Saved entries

:::

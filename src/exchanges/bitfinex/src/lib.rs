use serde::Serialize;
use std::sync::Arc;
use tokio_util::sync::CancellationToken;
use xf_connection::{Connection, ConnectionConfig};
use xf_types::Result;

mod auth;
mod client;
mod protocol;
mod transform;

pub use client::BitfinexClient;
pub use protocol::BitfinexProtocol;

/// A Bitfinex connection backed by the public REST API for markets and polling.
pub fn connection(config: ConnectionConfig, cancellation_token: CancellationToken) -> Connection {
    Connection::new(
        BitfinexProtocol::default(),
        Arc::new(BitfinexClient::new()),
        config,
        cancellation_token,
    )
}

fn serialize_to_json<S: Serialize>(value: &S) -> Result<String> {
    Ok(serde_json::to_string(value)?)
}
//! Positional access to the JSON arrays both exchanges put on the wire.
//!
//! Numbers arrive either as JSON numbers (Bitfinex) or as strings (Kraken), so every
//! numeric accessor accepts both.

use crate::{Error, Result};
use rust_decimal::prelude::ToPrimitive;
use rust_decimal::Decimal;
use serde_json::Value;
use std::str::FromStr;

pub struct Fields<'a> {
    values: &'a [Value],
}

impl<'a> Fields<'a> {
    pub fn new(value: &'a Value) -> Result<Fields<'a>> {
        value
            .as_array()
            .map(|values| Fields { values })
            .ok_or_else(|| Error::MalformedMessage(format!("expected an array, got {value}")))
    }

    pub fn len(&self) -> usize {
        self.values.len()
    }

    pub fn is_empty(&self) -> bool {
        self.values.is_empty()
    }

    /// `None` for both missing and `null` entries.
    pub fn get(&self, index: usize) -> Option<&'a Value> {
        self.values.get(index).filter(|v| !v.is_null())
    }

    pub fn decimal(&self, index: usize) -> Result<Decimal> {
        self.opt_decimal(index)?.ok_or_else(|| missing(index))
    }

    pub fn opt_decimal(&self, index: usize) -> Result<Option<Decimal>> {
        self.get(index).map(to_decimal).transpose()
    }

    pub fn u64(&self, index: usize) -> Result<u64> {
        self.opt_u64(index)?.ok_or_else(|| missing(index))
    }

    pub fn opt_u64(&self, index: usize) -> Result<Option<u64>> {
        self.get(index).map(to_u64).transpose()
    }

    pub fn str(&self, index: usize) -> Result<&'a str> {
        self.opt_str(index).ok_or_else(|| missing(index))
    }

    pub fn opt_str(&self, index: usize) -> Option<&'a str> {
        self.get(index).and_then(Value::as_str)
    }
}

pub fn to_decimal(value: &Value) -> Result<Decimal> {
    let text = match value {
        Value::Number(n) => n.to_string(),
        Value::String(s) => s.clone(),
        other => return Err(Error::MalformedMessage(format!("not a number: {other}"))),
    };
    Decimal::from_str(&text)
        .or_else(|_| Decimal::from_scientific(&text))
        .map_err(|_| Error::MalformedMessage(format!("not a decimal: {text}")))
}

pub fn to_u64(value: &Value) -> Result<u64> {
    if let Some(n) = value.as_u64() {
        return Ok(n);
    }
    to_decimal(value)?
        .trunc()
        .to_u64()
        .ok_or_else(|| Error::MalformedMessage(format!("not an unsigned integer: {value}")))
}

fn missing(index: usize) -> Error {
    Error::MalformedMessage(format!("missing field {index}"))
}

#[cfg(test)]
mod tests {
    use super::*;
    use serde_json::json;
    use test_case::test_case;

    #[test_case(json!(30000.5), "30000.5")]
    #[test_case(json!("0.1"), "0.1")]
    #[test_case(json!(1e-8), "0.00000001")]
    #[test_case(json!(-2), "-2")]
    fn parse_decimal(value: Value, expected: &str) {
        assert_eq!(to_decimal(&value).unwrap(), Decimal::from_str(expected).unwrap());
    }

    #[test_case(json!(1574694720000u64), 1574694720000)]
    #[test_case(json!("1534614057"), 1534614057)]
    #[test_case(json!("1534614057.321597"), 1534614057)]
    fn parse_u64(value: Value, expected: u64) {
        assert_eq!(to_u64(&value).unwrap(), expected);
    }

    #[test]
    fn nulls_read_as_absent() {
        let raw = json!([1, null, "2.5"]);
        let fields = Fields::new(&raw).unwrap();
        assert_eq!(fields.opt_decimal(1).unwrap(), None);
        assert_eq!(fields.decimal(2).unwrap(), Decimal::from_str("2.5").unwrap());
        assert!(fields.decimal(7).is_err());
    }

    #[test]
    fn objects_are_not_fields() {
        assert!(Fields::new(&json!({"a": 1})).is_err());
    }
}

:::

Exercise objective >> Type out the entries exactly as they appear above.

Your response >>
filename src/exchanges/bitfinex/src/lib.rs
use serde::Serialize;
use std::sync::Arc;
use tokio_util::sync::CancellationToken;
use xf_connection::{Connection, ConnectionConfig};
use xf_types::Result;

mod auth;
mod client;
mod protocol;
mod transform;

pub use client::BitfinexClient;
pub use protocol::BitfinexProtocol;

/// A Bitfinex connection backed by the public REST API for markets and polling.
pub fn connection(config: ConnectionConfig, cancellation_token: CancellationToken) -> Connection {
    Connection::new(
        BitfinexProtocol::default(),
        Arc::new(BitfinexClient::new()),
        config,
        cancellation_token,
    )
}

fn serialize_to_json<S: Serialize>(value: &S) -> Result<String> {
    Ok(serde_json::to_string(value)?)
}
//! Positional access to the JSON arrays both exchanges put on the wire.
//!
//! Numbers arrive either as JSON numbers (Bitfinex) or as strings (Kraken), so every
//! numeric accessor accepts both.

use crate::{Error, Result};
use rust_decimal::prelude::ToPrimitive;
use rust_decimal::Decimal;
use serde_json::Value;
use std::str::FromStr;

pub struct Fields<'a> {
    values: &'a [Value],
}

impl<'a> Fields<'a> {
    pub fn new(value: &'a Value) -> Result<Fields<'a>> {
        value
            .as_array()
            .map(|values| Fields { values })
            .ok_or_else(|| Error::MalformedMessage(format!("expected an array, got {value}")))
    }

    pub fn len(&self) -> usize {
        self.values.len()
    }

    pub fn is_empty(&self) -> bool {
        self.values.is_empty()
    }

    /// `None` for both missing and `null` entries.
    pub fn get(&self, index: usize) -> Option<&'a Value> {
        self.values.get(index).filter(|v| !v.is_null())
    }

    pub fn decimal(&self, index: usize) -> Result<Decimal> {
        self.opt_decimal(index)?.ok_or_else(|| missing(index))
    }

    pub fn opt_decimal(&self, index: usize) -> Result<Option<Decimal>> {
        self.get(index).map(to_decimal).transpose()
    }

    pub fn u64(&self, index: usize) -> Result<u64> {
        self.opt_u64(index)?.ok_or_else(|| missing(index))
    }

    pub fn opt_u64(&self, index: usize) -> Result<Option<u64>> {
        self.get(index).map(to_u64).transpose()
    }

    pub fn str(&self, index: usize) -> Result<&'a str> {
        self.opt_str(index).ok_or_else(|| missing(index))
    }

    pub fn opt_str(&self, index: usize) -> Option<&'a str> {
        self.get(index).and_then(Value::as_str)
    }
}

pub fn to_decimal(value: &Value) -> Result<Decimal> {
    let text = match value {
        Value::Number(n) => n.to_string(),
        Value::String(s) => s.clone(),
        other => return Err(Error::MalformedMessage(format!("not a number: {other}"))),
    };
    Decimal::from_str(&text)
        .or_else(|_| Decimal::from_scientific(&text))
        .map_err(|_| Error::MalformedMessage(format!("not a decimal: {text}")))
}

pub fn to_u64(value: &Value) -> Result<u64> {
    if let Some(n) = value.as_u64() {
        return Ok(n);
    }
    to_decimal(value)?
        .trunc()
        .to_u64()
        .ok_or_else(|| Error::MalformedMessage(format!("not an unsigned integer: {value}")))
}

fn missing(index: usize) -> Error {
    Error::MalformedMessage(format!("missing field {index}"))
}

#[cfg(test)]
mod tests {
    use super::*;
    use serde_json::json;
    use test_case::test_case;

    #[test_case(json!(30000.5), "30000.5")]
    #[test_case(json!("0.1"), "0.1")]
    #[test_case(json!(1e-8), "0.00000001")]
    #[test_case(json!(-2), "-2")]
    fn parse_decimal(value: Value, expected: &str) {
        assert_eq!(to_decimal(&value).unwrap(), Decimal::from_str(expected).unwrap());
    }

    #[test_case(json!(1574694720000u64), 1574694720000)]
    #[test_case(json!("1534614057"), 1534614057)]
    #[test_case(json!("1534614057.321597"), 1534614057)]
    fn parse_u64(value: Value, expected: u64) {
        assert_eq!(to_u64(&value).unwrap(), expected);
    }

    #[test]
    fn nulls_read_as_absent() {
        let raw = json!([1, null, "2.5"]);
        let fields = Fields::new(&raw).unwrap();
        assert_eq!(fields.opt_decimal(1).unwrap(), None);
        assert_eq!(fields.decimal(2).unwrap(), Decimal::from_str("2.5").unwrap());
        assert!(fields.decimal(7).is_err());
    }

    #[test]
    fn objects_are_not_fields() {
        assert!(Fields::new(&json!({"a": 1})).is_err());
    }
}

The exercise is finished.